A single-page 301 redirect can be used to signal that a page has moved to a new URL or it can just be used to signal that a page no longer exists (ie a 301-redirect to the root page in the website). Also see: "how to do single page 301 redirects".
A site-wide 301 redirect is often used to clean up canonical handling of a domain name. Many hosters set up http://www.domain.com and http://domain.com to serve the same content. This is technically incorrect. A site-wide 301-redirect can be used in this case to transfer any accesses to one domain to the other (preferred) domain. Also see: "how to do site-wide 301 redirects".
To see what a 301-redirect looks like, try the sample 301 redirect with the server header tool.
A "temporary redirect" is used when the redirecting URL is to remain valid, but the content is just "tempoaraly" available at the redirection target URL. To a search engine, this signals that the original URL is to remain in the index, but the content should just be extracted from the other URL. The URL of the redirection target should not be indexed.
There is a potential for "hijacking" with a 302-redirect. since the redirection target is not indexed, it is possible to move the indexed content to the redirecting URL. If this is done across domains (eg www.badsite.com 302-redirects to www.goodsite.com) then the content of the target page could be dropped and indexed under the redirecting URL (in this case: www.goodsite.com is removed, all of it's content is listed under www.badsite.com).
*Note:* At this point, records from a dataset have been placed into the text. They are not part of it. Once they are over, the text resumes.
//! Service account lookup and creation.

use std::path::PathBuf;

use log::{info, warn};
use nix::unistd::{Gid, Uid, User};

use super::command::{self, COMMAND_TIMEOUT};
use crate::error::{InstallResult, InstallerError};

/// The system account the bridge runs as.
#[derive(Debug, Clone, PartialEq, Eq)]
pub struct ServiceAccount {
    pub name: String,
    pub uid: Uid,
    pub gid: Gid,
    pub home: PathBuf,
}

impl From<User> for ServiceAccount {
    fn from(user: User) -> Self {
        Self {
            name: user.name,
            uid: user.uid,
            gid: user.gid,
            home: user.dir,
        }
    }
}

/// Look up `name` in the passwd database.
pub fn lookup(name: &str) -> InstallResult<Option<ServiceAccount>> {
    User::from_name(name)
        .map(|u| u.map(ServiceAccount::from))
        .map_err(|e| InstallerError::Config(format!("failed to look up user {name}: {e}")))
}

/// Return the account `name`, creating a system account when it is missing.
pub async fn ensure_service_account(name: &str) -> InstallResult<ServiceAccount> {
    if let Some(account) = lookup(name)? {
        info!("Using existing service account {name}");
        return Ok(account);
    }

    warn!("User {name} doesn't exist. Creating system account.");
    let home = format!("/home/{name}");

    if which::which("useradd").is_ok() {
        command::run(
            "useradd",
            [
                "--system",
                "--create-home",
                "--user-group",
                "--home-dir",
                home.as_str(),
                "--shell",
                "/usr/bin/bash",
                name,
            ],
            COMMAND_TIMEOUT,
        )
        .await?;
    } else {
        // busybox (Alpine)
        command::run("addgroup", ["-S", name], COMMAND_TIMEOUT).await?;
        command::run(
            "adduser",
            ["-S", "-G", name, "-h", home.as_str(), "-s", "/bin/ash", name],
            COMMAND_TIMEOUT,
        )
        .await?;
    }

    lookup(name)?.ok_or_else(|| {
        InstallerError::Config(format!("user {name} still missing after account creation"))
    })
}

#[cfg(test)]
mod tests {
    use super::*;

    #[test]
    fn test_lookup_root() {
        let root = lookup("root").unwrap().expect("root exists");
        assert!(root.uid.is_root());
    }

    #[test]
    fn test_lookup_missing() {
        assert!(lookup("no-such-user-wyze-test").unwrap().is_none());
    }

    #[tokio::test]
    async fn test_existing_account_is_reused() {
        let first = ensure_service_account("root").await.unwrap();
        let second = ensure_service_account("root").await.unwrap();
        assert_eq!(first, second);
    }
}
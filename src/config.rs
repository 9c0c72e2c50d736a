//! Installer settings: built-in defaults, the persisted JSON file, and CLI
//! overrides merged into one [`Settings`] value.

use std::fs;
use std::path::{Path, PathBuf};

use log::{debug, info};
use serde::{Deserialize, Deserializer, Serialize};

use crate::error::{InstallResult, InstallerError};
use crate::install::file_ops::set_mode;

pub const DEFAULT_INSTALLATION_CONF: &str = "/etc/wyze-bridge/install.json";
pub const LATEST: &str = "latest";

/// Resolved installer settings.
///
/// Field names serialize in the upper-case form used on the command line so the
/// persisted file and the CLI flags share one vocabulary.
#[derive(Debug, Clone, PartialEq, Eq, Serialize, Deserialize)]
#[serde(rename_all = "SCREAMING_SNAKE_CASE", default)]
pub struct Settings {
    pub app_conf: PathBuf,
    #[serde(deserialize_with = "de_bool")]
    pub app_gunicorn: bool,
    pub app_ip: String,
    pub app_path: PathBuf,
    #[serde(deserialize_with = "de_port")]
    pub app_port: u16,
    pub app_user: String,
    pub app_version: String,
    pub media_mtx_version: String,
    pub media_mtx_path: PathBuf,
    /// Location of the persisted settings file; never written into itself.
    #[serde(skip)]
    pub installation_conf: PathBuf,
}

impl Default for Settings {
    fn default() -> Self {
        Self {
            app_conf: PathBuf::from("/etc/wyze-bridge/app.env"),
            app_gunicorn: false,
            app_ip: "0.0.0.0".into(),
            app_path: PathBuf::from("/srv/wyze-bridge"),
            app_port: 5000,
            app_user: "wyze".into(),
            app_version: LATEST.into(),
            media_mtx_version: LATEST.into(),
            media_mtx_path: PathBuf::from("/srv/mediamtx"),
            installation_conf: PathBuf::from(DEFAULT_INSTALLATION_CONF),
        }
    }
}

/// Values supplied on the command line. `None` means "not given".
#[derive(Debug, Clone, Default)]
pub struct SettingsOverrides {
    pub app_conf: Option<PathBuf>,
    pub app_gunicorn: Option<String>,
    pub app_ip: Option<String>,
    pub app_path: Option<PathBuf>,
    pub app_port: Option<String>,
    pub app_user: Option<String>,
    pub app_version: Option<String>,
    pub media_mtx_version: Option<String>,
    pub media_mtx_path: Option<PathBuf>,
    pub installation_conf: Option<PathBuf>,
}

/// One row of `show-settings` output.
pub struct SettingEntry {
    pub key: &'static str,
    pub description: &'static str,
    pub value: String,
}

impl Settings {
    /// Merge defaults, the persisted file and `overrides`, in that order.
    ///
    /// `--INSTALLATION_CONF` decides which file is read. A missing file is not
    /// an error; a malformed one is.
    pub fn resolve(overrides: &SettingsOverrides) -> InstallResult<Self> {
        let conf_path = overrides
            .installation_conf
            .clone()
            .unwrap_or_else(|| PathBuf::from(DEFAULT_INSTALLATION_CONF));

        let mut settings = Self::load(&conf_path)?;
        settings.apply(overrides)?;
        Ok(settings)
    }

    /// Load the persisted file at `path`, falling back to defaults when absent.
    pub fn load(path: &Path) -> InstallResult<Self> {
        let mut settings = if path.is_file() {
            let raw = fs::read_to_string(path).map_err(|e| InstallerError::fs(path, e))?;
            debug!("Read persisted settings from {}", path.display());
            serde_json::from_str::<Settings>(&raw).map_err(|e| {
                InstallerError::Config(format!(
                    "unexpected error reading {}: {e}",
                    path.display()
                ))
            })?
        } else {
            Settings::default()
        };
        settings.installation_conf = path.to_path_buf();
        Ok(settings)
    }

    /// Apply CLI overrides on top of the current values.
    pub fn apply(&mut self, o: &SettingsOverrides) -> InstallResult<()> {
        if let Some(v) = &o.app_conf {
            self.app_conf = v.clone();
        }
        if let Some(v) = &o.app_gunicorn {
            self.app_gunicorn = parse_bool(v)?;
        }
        if let Some(v) = &o.app_ip {
            self.app_ip = v.clone();
        }
        if let Some(v) = &o.app_path {
            self.app_path = v.clone();
        }
        if let Some(v) = &o.app_port {
            self.app_port = parse_port(v)?;
        }
        if let Some(v) = &o.app_user {
            self.app_user = v.clone();
        }
        if let Some(v) = &o.app_version {
            self.app_version = v.clone();
        }
        if let Some(v) = &o.media_mtx_version {
            self.media_mtx_version = v.clone();
        }
        if let Some(v) = &o.media_mtx_path {
            self.media_mtx_path = v.clone();
        }
        if let Some(v) = &o.installation_conf {
            self.installation_conf = v.clone();
        }
        Ok(())
    }

    /// Persist everything except `INSTALLATION_CONF` to `installation_conf`.
    pub fn save(&self) -> InstallResult<()> {
        let path = &self.installation_conf;
        if let Some(parent) = path.parent()
            && !parent.as_os_str().is_empty()
            && !parent.is_dir()
        {
            fs::create_dir_all(parent).map_err(|e| InstallerError::fs(parent, e))?;
            set_mode(parent, 0o750)?;
        }

        let json = serde_json::to_string_pretty(self)
            .map_err(|e| InstallerError::Config(format!("failed to serialize settings: {e}")))?;
        fs::write(path, json).map_err(|e| InstallerError::fs(path, e))?;

        info!("Saved installer settings to {}", path.display());
        Ok(())
    }

    /// Every setting with its description, in CLI order.
    pub fn entries(&self) -> Vec<SettingEntry> {
        let entry = |key, description, value: String| SettingEntry {
            key,
            description,
            value,
        };
        vec![
            entry(
                "APP_CONF",
                "Path to env file containing docker-wyze-bridge settings.",
                self.app_conf.display().to_string(),
            ),
            entry(
                "APP_GUNICORN",
                "Use Gunicorn for frontend service.",
                self.app_gunicorn.to_string(),
            ),
            entry(
                "APP_IP",
                "IP address on which docker-wyze-bridge will listen.",
                self.app_ip.clone(),
            ),
            entry(
                "APP_PATH",
                "Location of docker-wyze-bridge application.",
                self.app_path.display().to_string(),
            ),
            entry(
                "APP_PORT",
                "Port on which docker-wyze-bridge will listen.",
                self.app_port.to_string(),
            ),
            entry(
                "APP_USER",
                "User account used to run the docker-wyze-bridge.",
                self.app_user.clone(),
            ),
            entry(
                "APP_VERSION",
                "Version of docker-wyze-bridge to install.",
                self.app_version.clone(),
            ),
            entry(
                "MEDIA_MTX_VERSION",
                "Version of mediamtx to install.",
                self.media_mtx_version.clone(),
            ),
            entry(
                "MEDIA_MTX_PATH",
                "Location of mediamtx application.",
                self.media_mtx_path.display().to_string(),
            ),
            entry(
                "INSTALLATION_CONF",
                "Path to file containing settings of this script, used for updates.",
                self.installation_conf.display().to_string(),
            ),
        ]
    }

    /// `host:port` the bridge front-end binds to.
    pub fn bind_address(&self) -> String {
        format!("{}:{}", self.app_ip, self.app_port)
    }
}

/// Accepts the usual yes/no spellings, case-insensitively.
pub fn parse_bool(value: &str) -> InstallResult<bool> {
    match value.trim().to_ascii_lowercase().as_str() {
        "yes" | "true" | "t" | "y" | "1" => Ok(true),
        "no" | "false" | "f" | "n" | "0" => Ok(false),
        other => Err(InstallerError::Config(format!(
            "boolean value expected, got `{other}`"
        ))),
    }
}

fn parse_port(value: &str) -> InstallResult<u16> {
    value
        .trim()
        .parse::<u16>()
        .map_err(|_| InstallerError::Config(format!("invalid port `{value}`")))
}

// Older installers persisted CLI values verbatim, so numbers and flags may
// arrive as strings.
#[derive(Deserialize)]
#[serde(untagged)]
enum Loose<T> {
    Typed(T),
    Text(String),
}

fn de_bool<'de, D: Deserializer<'de>>(d: D) -> Result<bool, D::Error> {
    match Loose::<bool>::deserialize(d)? {
        Loose::Typed(b) => Ok(b),
        Loose::Text(s) => parse_bool(&s).map_err(serde::de::Error::custom),
    }
}

fn de_port<'de, D: Deserializer<'de>>(d: D) -> Result<u16, D::Error> {
    match Loose::<u16>::deserialize(d)? {
        Loose::Typed(p) => Ok(p),
        Loose::Text(s) => parse_port(&s).map_err(serde::de::Error::custom),
    }
}
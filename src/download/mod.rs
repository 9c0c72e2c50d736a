//! GitHub release lookup, artifact download and archive extraction
//!
//! ## Module Organization
//!
//! - `platform` - Host architecture detection and asset naming
//! - `github` - GitHub API interaction for release discovery
//! - `release` - Component registry and version resolution
//! - `core` - Download with progress tracking and digest checks
//! - `extract` - `.tar.gz` extraction with filtering

mod core;
mod extract;
mod github;
mod platform;
mod release;

pub use self::core::{download, http_client};
pub use extract::{ExtractFilter, unpack};
pub use platform::Arch;
pub use release::{Component, ReleaseRef, normalize_tag, resolve};

#[cfg(test)]
pub(crate) use extract::tests::tar_gz;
Because of this, many search engines (Yahoo! first) have gone over to treating 302-redirects like 301-redirects when they go across domains. A cross-domain 302-redirect should never be used because of the ambiguous handling!
There is only one technically correct place for a 302-redirect: when you redirect from a generic entry page to a detailed URL with user-specific parameters, eg www.domain.com -> www.domain.com/userdata?user=blabla. You can often see this happening with many web-shops (eg Amazon). In this case, we want the original URL indexed - however, with the content of the specific URL.
To see what a 302-redirect looks like, try the sample 302 redirect with the server header tool.
A simple javascript redirect only takes the user to a new URL. Search engines cannot understand a javascript redirect - and since there are so many forms of it, this will likely remain so in the future. If you need the search engine to understand the redirect, you should not use a javascript redirect.
Technically, this is not so much a redirect as rather an information to the browser to refresh the page (reload it) after a certain time, possibly with a new URL instead of the current one. A meta-refresh redirect is placed in the "head" section of a page. It looks something like this:
<html> <head> .... <meta http-equiv="refresh" content="0;url=http://www.newdomain.com/folder/page.htm"> </head> <body> .... </body></html>
Meta refresh redirects are recognized by the major search engines. Depending on the time used (in this example "0" seconds means more or less instantly) the search engines assume a different form of redirect. Redirect times of zero ("0") or one ("1") second are considered 301 permanent redirects by most search engines. Two seconds or more will be considered as a 302 temporary redirect. A Meta-refresh redirect is not a substitute for a proper 301 redirect - but if your hoster gives you no other way, it is better than nothing.